//! Core types for the DOXS index search engine.
//!
//! This crate holds the value types that cross the boundary between the
//! query engine and whatever presents its results:
//!
//! - **Bucket keys**: the two-byte prefix hash used by the index header table
//! - **Ranked documents**: the plain result records handed to callers
//! - **Configuration and errors**: shared by the engine and its front ends

#![warn(missing_docs)]

use core::fmt;
use std::path::PathBuf;

/// Magic bytes at the start of every index file.
pub const INDEX_MAGIC: [u8; 4] = *b"DOXS";

/// Number of entries in the bucket table that follows the magic.
pub const BUCKET_COUNT: usize = 65536;

/// Key of a bucket in the index header table.
///
/// Built from the first two bytes of a word as `(b0 << 8) | b1`.
/// Zero bytes are reserved as "no entry", so a word whose first or
/// second byte is zero has no bucket.
#[derive(Debug, Clone, Copy, PartialEq, Eq, Hash)]
#[repr(transparent)]
pub struct BucketKey(pub u16);

impl BucketKey {
    /// Size in bytes of one bucket table entry.
    pub const ENTRY_SIZE: u64 = 4;

    /// Computes the bucket key for a word.
    ///
    /// Returns `None` for words shorter than two bytes. Length is counted in
    /// bytes, so a single multi-byte character such as `é` has a key.
    #[inline(always)]
    pub fn from_word(word: &str) -> Option<Self> {
        match word.as_bytes() {
            [hi, lo, ..] if *hi != 0 && *lo != 0 => Some(Self::from_bytes(*hi, *lo)),
            _ => None,
        }
    }

    /// Creates a key from its two prefix bytes.
    #[inline(always)]
    pub const fn from_bytes(hi: u8, lo: u8) -> Self {
        Self(((hi as u16) << 8) | lo as u16)
    }

    /// Returns the underlying table index.
    #[inline(always)]
    pub const fn as_u16(self) -> u16 {
        self.0
    }

    /// Absolute file offset of this key's entry in the bucket table.
    #[inline(always)]
    pub const fn table_offset(self) -> u64 {
        INDEX_MAGIC.len() as u64 + self.0 as u64 * Self::ENTRY_SIZE
    }
}

impl From<BucketKey> for u16 {
    #[inline(always)]
    fn from(key: BucketKey) -> Self {
        key.0
    }
}

/// Display name and location of an indexed document.
#[derive(Debug, Clone, PartialEq, Eq)]
pub struct DocumentRef {
    /// Human readable document name
    pub name: String,
    /// Document URL, unique per document
    pub url: String,
}

/// One word hit recorded against a ranked document.
#[derive(Debug, Clone, PartialEq, Eq)]
pub struct Contribution {
    /// The word as it was queried (lower-cased).
    pub word: String,
    /// The index word it matched; the queried word is a prefix of it.
    pub matched: String,
    /// Raw occurrence count of the matched word in the document.
    pub frequency: u32,
}

impl Contribution {
    /// Returns the part of the matched word that extends past the queried word.
    ///
    /// Empty for full matches.
    pub fn matched_suffix(&self) -> &str {
        self.matched.get(self.word.len()..).unwrap_or("")
    }

    /// Returns `true` if the index word equals the queried word in length.
    pub fn is_full_match(&self) -> bool {
        self.matched.len() == self.word.len()
    }
}

/// A document in a query result.
///
/// Created on the first word hit for its URL; later hits accumulate into
/// `rank` and append to `contributions`.
#[derive(Debug, Clone, PartialEq)]
pub struct RankedDocument {
    /// Document URL (unique key within a result)
    pub url: String,
    /// Document display name
    pub name: String,
    /// Relevance score; in `(0, 100]` once a result is normalized
    pub rank: f64,
    /// Power-of-two exponent of `rank` while results are merged. The raw
    /// rank is `rank * 2^scale`; normalized results always carry 0.
    pub scale: i32,
    /// Word hits in the order they were merged
    pub contributions: Vec<Contribution>,
}

impl RankedDocument {
    /// Creates a document with no contributions yet.
    pub fn new(document: DocumentRef, rank: f64) -> Self {
        Self {
            url: document.url,
            name: document.name,
            rank,
            scale: 0,
            contributions: Vec::new(),
        }
    }

    /// Raw rank as `rank * 2^scale`. Overflows to infinity for documents
    /// hit more than about a thousand times.
    #[inline]
    pub fn raw_rank(&self) -> f64 {
        self.rank * 2f64.powi(self.scale)
    }

    /// Returns `true` if any contribution came from the queried `word`.
    #[inline]
    pub fn has_word(&self, word: &str) -> bool {
        self.contributions.iter().any(|c| c.word == word)
    }
}

impl fmt::Display for RankedDocument {
    fn fmt(&self, f: &mut fmt::Formatter<'_>) -> fmt::Result {
        write!(f, "{} <{}> rank={:.2}", self.name, self.url, self.rank)
    }
}

/// Query execution options.
#[derive(Debug, Clone, Copy, PartialEq)]
pub struct SearchConfig {
    /// Lower bound for the maximum rank used during normalization.
    /// Default: 1e-7
    pub rank_floor: f64,
    /// Compare index words byte for byte instead of ignoring ASCII case.
    pub case_sensitive: bool,
    /// Keep at most this many documents after sorting.
    pub limit: Option<usize>,
}

impl Default for SearchConfig {
    fn default() -> Self {
        Self {
            rank_floor: 0.000_000_1,
            case_sensitive: false,
            limit: None,
        }
    }
}

impl SearchConfig {
    /// Configuration that matches index words byte for byte.
    pub const fn exact() -> Self {
        Self {
            rank_floor: 0.000_000_1,
            case_sensitive: true,
            limit: None,
        }
    }

    /// Returns a copy of this configuration with a result limit.
    pub const fn with_limit(self, limit: usize) -> Self {
        Self {
            limit: Some(limit),
            ..self
        }
    }
}

/// Errors raised while executing a query against an index file.
#[derive(Debug, thiserror::Error)]
pub enum SearchError {
    /// The index file does not exist.
    #[error("index file not found: {}", .path.display())]
    NotFound {
        /// Path that was opened
        path: PathBuf,
    },
    /// Any other failure opening, seeking or reading the index.
    #[error("index I/O error: {0}")]
    Io(#[from] std::io::Error),
    /// The file does not start with the `DOXS` magic.
    #[error("invalid index header: expected \"DOXS\", found {found:?}")]
    BadMagic {
        /// Bytes found where the magic was expected (may be short)
        found: Vec<u8>,
    },
    /// A record points outside the file or declares an impossible size.
    #[error("corrupt index at offset {offset}: {reason}")]
    Corrupt {
        /// Offset of the offending record
        offset: u64,
        /// What was wrong with it
        reason: &'static str,
    },
}

impl SearchError {
    /// Returns `true` if the error means the index file itself is unusable.
    pub fn is_index_defect(&self) -> bool {
        matches!(self, SearchError::BadMagic { .. } | SearchError::Corrupt { .. })
    }
}

/// Result type alias for query execution.
pub type Result<T> = std::result::Result<T, SearchError>;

——————————

# WORK ORDER
Copy every line of the material above in which the string "PartialEq" can be found.

# ANSWER AREA
#[derive(Debug, Clone, Copy, PartialEq, Eq, Hash)]
#[derive(Debug, Clone, PartialEq, Eq)]
#[derive(Debug, Clone, PartialEq, Eq)]
#[derive(Debug, Clone, PartialEq)]
#[derive(Debug, Clone, Copy, PartialEq)]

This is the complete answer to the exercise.